Q: What’s the difference between a publicly owned utility that’s accountable to the people versus these privatized systems where they say it’s going to save the city money but ends up not doing that.
Kucinich: Well, I’ll take a quote from Tom Johnson, who was mayor of Cleveland [from 1901 to 1909] and who’s dream it was to create a municipal electric system. He also created a municipal transportation system, a trolley system back then.
Johnson said, “I believe in municipal ownership of all public service facilities because if you do not own them, they will in time own you.

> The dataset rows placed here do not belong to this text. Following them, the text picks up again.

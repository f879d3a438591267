//! Aggregation error types

use carerisk_common::RiskTier;
use thiserror::Error;

/// Failure of a whole rollup; partial results are never returned
#[derive(Debug, Error)]
pub enum AggregationError {
    /// Underlying store query failed
    #[error("Aggregation query failed: {0}")]
    Query(#[from] sqlx::Error),

    /// Caller supplied an unusable parameter
    #[error("Invalid aggregation input: {0}")]
    InvalidInput(String),

    /// A stored row violates the store's value ranges
    #[error("Invalid stored row: {0}")]
    InvalidRow(String),
}

impl AggregationError {
    pub fn kind(&self) -> &'static str {
        match self {
            AggregationError::Query(_) => "AggregationQueryError",
            AggregationError::InvalidInput(_) => "ValidationError",
            AggregationError::InvalidRow(_) => "AggregationQueryError",
        }
    }
}

/// Decode a stored tier column
pub(crate) fn stored_tier(value: i64) -> Result<RiskTier, AggregationError> {
    RiskTier::try_from(value).map_err(|e| AggregationError::InvalidRow(e.to_string()))
}
//! Model process execution
//!
//! [`ProcessRunner`] is the seam between the bridge and the operating system.
//! [`CommandRunner`] spawns one process per call; [`BoundedRunner`] gates any
//! runner behind a semaphore so concurrent requests cannot spawn an unbounded
//! number of model processes.

use super::BridgeError;
use async_trait::async_trait;
use carerisk_common::config::ModelConfig;
use std::path::PathBuf;
use std::process::Stdio;
use std::sync::Arc;
use std::time::Duration;
use tokio::process::Command;
use tokio::sync::Semaphore;
use tracing::{debug, warn};

/// The three pieces of data handed to the model for one request
#[derive(Debug, Clone, PartialEq, Eq)]
pub struct ModelInvocation {
    /// Canonical input serialized as a single JSON document
    pub canonical_json: String,
    /// Request or patient identifier
    pub request_id: String,
    /// Whether the model should persist its results to the store
    pub persist: bool,
}

impl ModelInvocation {
    /// Command-line form understood by the model script
    pub fn to_args(&self) -> [String; 6] {
        [
            "--json-input".to_string(),
            self.canonical_json.clone(),
            "--patient-id".to_string(),
            self.request_id.clone(),
            "--save-to-db".to_string(),
            self.persist.to_string(),
        ]
    }
}

/// Everything a finished process produced
#[derive(Debug, Clone, PartialEq, Eq, Default)]
pub struct ProcessOutput {
    /// `None` when the process was terminated by a signal
    pub exit_code: Option<i32>,
    pub stdout: String,
    pub stderr: String,
}

/// Runs the external model once per invocation
#[async_trait]
pub trait ProcessRunner: Send + Sync {
    /// Run to completion, collecting stdout and stderr in full
    ///
    /// Implementations report failure to start as [`BridgeError::Spawn`] and
    /// an exceeded time limit as [`BridgeError::Timeout`]. A nonzero exit is
    /// NOT an error at this level; it is returned in [`ProcessOutput`].
    async fn run(&self, invocation: &ModelInvocation) -> Result<ProcessOutput, BridgeError>;
}

#[async_trait]
impl<R: ProcessRunner + ?Sized> ProcessRunner for Arc<R> {
    async fn run(&self, invocation: &ModelInvocation) -> Result<ProcessOutput, BridgeError> {
        (**self).run(invocation).await
    }
}

/// Spawns the configured program with tokio, one process per call
#[derive(Debug, Clone)]
pub struct CommandRunner {
    program: String,
    script: Option<PathBuf>,
    working_dir: Option<PathBuf>,
    timeout: Option<Duration>,
}

impl CommandRunner {
    pub fn new(program: impl Into<String>) -> Self {
        Self {
            program: program.into(),
            script: None,
            working_dir: None,
            timeout: None,
        }
    }

    pub fn from_config(config: &ModelConfig) -> Self {
        Self {
            program: config.program.clone(),
            script: config.script.clone(),
            working_dir: config.working_dir.clone(),
            timeout: config.timeout(),
        }
    }

    /// Argument placed before the invocation arguments (script path, `-c` body...)
    pub fn with_script(mut self, script: impl Into<PathBuf>) -> Self {
        self.script = Some(script.into());
        self
    }

    pub fn with_working_dir(mut self, dir: impl Into<PathBuf>) -> Self {
        self.working_dir = Some(dir.into());
        self
    }

    pub fn with_timeout(mut self, timeout: Duration) -> Self {
        self.timeout = Some(timeout);
        self
    }

    fn build_command(&self, invocation: &ModelInvocation) -> Command {
        let mut command = Command::new(&self.program);
        if let Some(script) = &self.script {
            command.arg(script);
        }
        command
            .args(invocation.to_args())
            .stdin(Stdio::null())
            .stdout(Stdio::piped())
            .stderr(Stdio::piped())
            // Dropping the child (timeout or abandoned request) kills it;
            // tokio reaps killed children in the background.
            .kill_on_drop(true);
        if let Some(dir) = &self.working_dir {
            command.current_dir(dir);
        }
        command
    }
}

#[async_trait]
impl ProcessRunner for CommandRunner {
    async fn run(&self, invocation: &ModelInvocation) -> Result<ProcessOutput, BridgeError> {
        let child = self
            .build_command(invocation)
            .spawn()
            .map_err(|e| BridgeError::Spawn {
                reason: format!("{}: {}", self.program, e),
            })?;

        debug!(
            program = %self.program,
            request_id = %invocation.request_id,
            pid = ?child.id(),
            "Spawned model process"
        );

        let output = match self.timeout {
            Some(limit) => match tokio::time::timeout(limit, child.wait_with_output()).await {
                Ok(result) => result?,
                Err(_) => {
                    warn!(
                        request_id = %invocation.request_id,
                        timeout_ms = limit.as_millis() as u64,
                        "Model process timed out, killing"
                    );
                    return Err(BridgeError::Timeout(limit));
                }
            },
            None => child.wait_with_output().await?,
        };

        Ok(ProcessOutput {
            exit_code: output.status.code(),
            stdout: String::from_utf8_lossy(&output.stdout).into_owned(),
            stderr: String::from_utf8_lossy(&output.stderr).into_owned(),
        })
    }
}

/// Limits how many invocations of the inner runner execute at once
///
/// Callers beyond the limit wait (asynchronously) for a permit.
#[derive(Debug, Clone)]
pub struct BoundedRunner<R> {
    inner: R,
    permits: Arc<Semaphore>,
    max_concurrent: usize,
}

impl<R: ProcessRunner> BoundedRunner<R> {
    pub fn new(inner: R, max_concurrent: usize) -> Self {
        let max_concurrent = max_concurrent.max(1);
        Self {
            inner,
            permits: Arc::new(Semaphore::new(max_concurrent)),
            max_concurrent,
        }
    }

    pub fn max_concurrent(&self) -> usize {
        self.max_concurrent
    }

    /// Permits not currently held by a running invocation
    pub fn available_permits(&self) -> usize {
        self.permits.available_permits()
    }
}

#[async_trait]
impl<R: ProcessRunner> ProcessRunner for BoundedRunner<R> {
    async fn run(&self, invocation: &ModelInvocation) -> Result<ProcessOutput, BridgeError> {
        let _permit = self
            .permits
            .acquire()
            .await
            .map_err(|_| BridgeError::Spawn {
                reason: "model runner is shut down".to_string(),
            })?;
        self.inner.run(invocation).await
    }
}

They’ll corrupt your politics, rule your institutions, and finally, destroy your liberties.” He saw the essence of governance making sure people had control over their own destiny, over public services. And the privatization of public services takes away that control.
Not only that, but people pay for these facilities once through their rates or their taxes, and they end up paying for them a second time. The profits go away from the people and instead to monopolies, over which we don’t have any control.
Q: Throughout this book, you sort of pull back the cloth and show what’s underneath. Let’s talk about your run for President in 2004, because you did the same thing with the Iraq War and the machinations behind the U.S. entry into that war.
Kucinich: Because of my experience in Cleveland, because I understood how government and corporations lie openly and how they misled the people for their own narrow interests. I learned in Cleveland how to challenge an emerging and prevailing consensus.
In this case, the emerging consensus on a war because I was able to see through the lies that were being told that would lead us into war. That’s how I was able to organize 125 Democrats to vote against the Iraq War Resolution. But beyond that, there’s a point at which you can see the deception. You can see the lies, and you can see the consequences, too.
So, yes, what I learned in Cleveland equipped me to challenge exactly what was happening in the run-up to the war and in the conduct of the war.
Q: You’ve recently filed papers to run for mayor of Cleveland again. Talk about that decision and what you hope to do in that role.
Kucinich: What I did was file [the papers to establish] a committee so that I could raise money to do that. I have not filed as a candidate yet to run for the office. And that’s a decision that doesn’t have to be made for another couple of weeks. It’s a little bit premature for me to discuss that in an interview. I will say this: As a young person, many years ago, I chose a career in public service.
Q: If you were to run for mayor of Cleveland or some other office, what would you hope to do in that role?
Kucinich: I think the writing of The Division of Light and Power is a form of public service. It gives people some insight into, in a structured, detailed way, of the way government works, and then in the way it ought to be working.
This book took me forty years to write. I hope people get a chance to read it. It’s certain to spark a lot of open discussion about what our expectations should be for democratic governance. What is a democracy? Do we have one? And if we don’t, how can we get it back?